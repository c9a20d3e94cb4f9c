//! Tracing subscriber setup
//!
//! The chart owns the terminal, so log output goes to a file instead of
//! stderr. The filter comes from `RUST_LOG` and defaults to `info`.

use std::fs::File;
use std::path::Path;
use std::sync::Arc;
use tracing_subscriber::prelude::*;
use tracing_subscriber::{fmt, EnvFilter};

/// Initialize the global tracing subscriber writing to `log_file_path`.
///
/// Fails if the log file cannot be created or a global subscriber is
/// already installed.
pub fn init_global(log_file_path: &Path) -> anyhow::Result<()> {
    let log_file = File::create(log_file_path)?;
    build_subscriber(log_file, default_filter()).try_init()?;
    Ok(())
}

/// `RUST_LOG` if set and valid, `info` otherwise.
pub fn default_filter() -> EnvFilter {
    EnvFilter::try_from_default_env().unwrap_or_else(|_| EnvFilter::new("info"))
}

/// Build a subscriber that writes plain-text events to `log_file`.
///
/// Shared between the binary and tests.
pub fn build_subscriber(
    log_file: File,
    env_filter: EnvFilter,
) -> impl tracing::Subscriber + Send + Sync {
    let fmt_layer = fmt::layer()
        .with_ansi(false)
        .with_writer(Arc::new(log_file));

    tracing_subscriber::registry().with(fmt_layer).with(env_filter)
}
· · · · · · ·
**TASK REQUIREMENTS**. Retype all of the material above with every character intact.

**COMPLETED EXERCISE**.
repository c9a20d3e94cb4f9c
//! Tracing subscriber setup
//!
//! The chart owns the terminal, so log output goes to a file instead of
//! stderr. The filter comes from `RUST_LOG` and defaults to `info`.

use std::fs::File;
use std::path::Path;
use std::sync::Arc;
use tracing_subscriber::prelude::*;
use tracing_subscriber::{fmt, EnvFilter};

/// Initialize the global tracing subscriber writing to `log_file_path`.
///
/// Fails if the log file cannot be created or a global subscriber is
/// already installed.
pub fn init_global(log_file_path: &Path) -> anyhow::Result<()> {
    let log_file = File::create(log_file_path)?;
    build_subscriber(log_file, default_filter()).try_init()?;
    Ok(())
}

/// `RUST_LOG` if set and valid, `info` otherwise.
pub fn default_filter() -> EnvFilter {
    EnvFilter::try_from_default_env().unwrap_or_else(|_| EnvFilter::new("info"))
}

/// Build a subscriber that writes plain-text events to `log_file`.
///
/// Shared between the binary and tests.
pub fn build_subscriber(
    log_file: File,
    env_filter: EnvFilter,
) -> impl tracing::Subscriber + Send + Sync {
    let fmt_layer = fmt::layer()
        .with_ansi(false)
        .with_writer(Arc::new(log_file));

    tracing_subscriber::registry().with(fmt_layer).with(env_filter)
}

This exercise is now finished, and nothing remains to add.